/// A named type in the `types` section.
#[derive(Debug, Clone, Default, PartialEq, Serialize, Deserialize)]
pub struct ComplexTypeSpec {
    /// Human-readable description.
    #[serde(default, skip_serializing_if = "Option::is_none")]
    pub description: Option<String>,

    /// Usually `object`; `string`, `integer` and so on for enums.
    #[serde(rename = "type", default, skip_serializing_if = "Option::is_none")]
    pub kind: Option<String>,

    /// The object's properties.
    #[serde(default, skip_serializing_if = "BTreeMap::is_empty")]
    pub properties: BTreeMap<String, PropertySpec>,

    /// Properties that must be set.
    #[serde(default, skip_serializing_if = "Vec::is_empty")]
    pub required: Vec<String>,

    /// Properties that are never outputs.
    #[serde(default, skip_serializing_if = "Vec::is_empty")]
    pub plain: Vec<String>,

    /// Enum cases. Present only on enum types.
    #[serde(rename = "enum", default, skip_serializing_if = "Option::is_none")]
    pub enum_values: Option<Vec<Value>>,

    /// The type is hand-written rather than generated.
    #[serde(rename = "isOverlay", default, skip_serializing_if = "is_false")]
    pub is_overlay: bool,

    /// Per-language code generation hints.
    #[serde(default, skip_serializing_if = "Option::is_none")]
    pub language: Option<BTreeMap<String, Value>>,

    /// Fields the bridge does not interpret.
    #[serde(flatten)]
    pub extra: BTreeMap<String, Value>,
}

impl ComplexTypeSpec {
    /// An object type with no properties.
    pub fn object() -> Self {
        Self {
            kind: Some("object".to_string()),
            ..Self::default()
        }
    }

    /// Add a property.
    pub fn with_property(mut self, name: impl Into<String>, property: PropertySpec) -> Self {
        self.properties.insert(name.into(), property);
        self
    }

    /// Mark a property required.
    pub fn with_required(mut self, name: impl Into<String>) -> Self {
        self.required.push(name.into());
        self
    }

    /// Returns true for enum types.
    pub fn is_enum(&self) -> bool {
        self.enum_values.is_some()
    }
}

/// A resource in the `resources` section.
#[derive(Debug, Clone, Default, PartialEq, Serialize, Deserialize)]
pub struct ResourceSpec {
    /// Human-readable description.
    #[serde(default, skip_serializing_if = "Option::is_none")]
    pub description: Option<String>,

    /// Output properties.
    #[serde(default, skip_serializing_if = "BTreeMap::is_empty")]
    pub properties: BTreeMap<String, PropertySpec>,

    /// Output properties that are always set.
    #[serde(default, skip_serializing_if = "Vec::is_empty")]
    pub required: Vec<String>,

    /// Input properties.
    #[serde(rename = "inputProperties", default, skip_serializing_if = "BTreeMap::is_empty")]
    pub input_properties: BTreeMap<String, PropertySpec>,

    /// Inputs that must be set.
    #[serde(rename = "requiredInputs", default, skip_serializing_if = "Vec::is_empty")]
    pub required_inputs: Vec<String>,

    /// Properties used to look up existing resources.
    #[serde(rename = "stateInputs", default, skip_serializing_if = "Option::is_none")]
    pub state_inputs: Option<ObjectTypeSpec>,

    /// Fields the bridge does not interpret.
    #[serde(flatten)]
    pub extra: BTreeMap<String, Value>,
}

impl ResourceSpec {
    /// Add a property that is both an input and an output.
    pub fn with_property(mut self, name: impl Into<String>, property: PropertySpec) -> Self {
        let name = name.into();
        self.input_properties.insert(name.clone(), property.clone());
        self.properties.insert(name, property);
        self
    }
}

/// A function (data source) in the `functions` section.
#[derive(Debug, Clone, Default, PartialEq, Serialize, Deserialize)]
pub struct FunctionSpec {
    /// Human-readable description.
    #[serde(default, skip_serializing_if = "Option::is_none")]
    pub description: Option<String>,

    /// Function arguments.
    #[serde(default, skip_serializing_if = "Option::is_none")]
    pub inputs: Option<ObjectTypeSpec>,

    /// Function results.
    #[serde(default, skip_serializing_if = "Option::is_none")]
    pub outputs: Option<ObjectTypeSpec>,

    /// Fields the bridge does not interpret.
    #[serde(flatten)]
    pub extra: BTreeMap<String, Value>,
}

/// A package document.
#[derive(Debug, Clone, Default, PartialEq, Serialize, Deserialize)]
pub struct PackageSpec {
    /// The package name.
    pub name: String,

    /// Named types by token.
    #[serde(default, skip_serializing_if = "BTreeMap::is_empty")]
    pub types: BTreeMap<String, ComplexTypeSpec>,

    /// Resources by token.
    #[serde(default, skip_serializing_if = "BTreeMap::is_empty")]
    pub resources: BTreeMap<String, ResourceSpec>,

    /// Functions by token.
    #[serde(default, skip_serializing_if = "BTreeMap::is_empty")]
    pub functions: BTreeMap<String, FunctionSpec>,

    /// Fields the bridge does not interpret.
    #[serde(flatten)]
    pub extra: BTreeMap<String, Value>,
}

impl PackageSpec {
    /// Create an empty package.
    pub fn new(name: impl Into<String>) -> Self {
        Self {
            name: name.into(),
            ..Self::default()
        }
    }

    /// Parse a package document.
    pub fn from_json(text: &str) -> Result<Self> {
        Ok(serde_json::from_str(text)?)
    }

    /// Serialize the document with two-space indentation.
    pub fn to_json_pretty(&self) -> Result<String> {
        Ok(serde_json::to_string_pretty(self)?)
    }

    /// Add a named type.
    pub fn with_type(mut self, token: impl Into<String>, spec: ComplexTypeSpec) -> Self {
        self.types.insert(token.into(), spec);
        self
    }

    /// Add a resource.
    pub fn with_resource(mut self, token: impl Into<String>, spec: ResourceSpec) -> Self {
        self.resources.insert(token.into(), spec);
        self
    }

    /// Look up a resource by token.
    pub fn resource(&self, token: &str) -> Option<&ResourceSpec> {
        self.resources.get(token)
    }

    /// Look up a named type by token.
    pub fn type_spec(&self, token: &str) -> Option<&ComplexTypeSpec> {
        self.types.get(token)
    }
}

/// The token named by a local type reference.
///
/// Returns `None` for references that do not start with `#/types/`.
pub fn parse_type_token(raw_ref: &str) -> Option<&str> {
    raw_ref.strip_prefix(TYPE_REF_PREFIX)
}

/// The local reference to the type `token`.
pub fn type_ref(token: &str) -> String {
    format!("{}{}", TYPE_REF_PREFIX, token)
}

/// Collect the tokens of every local `$ref` anywhere inside `value`.
pub fn find_type_refs<T: Serialize>(value: &T) -> Result<TypeRefs> {
    let json = serde_json::to_value(value)?;
    let mut refs = TypeRefs::new();
    collect_refs(&json, &mut refs);
    Ok(refs)
}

===

Problem to solve =>
In the records above, locate every line with the string "section" and copy it.

Exercise response =>
/// A named type in the `types` section.
/// A resource in the `resources` section.
/// A function (data source) in the `functions` section.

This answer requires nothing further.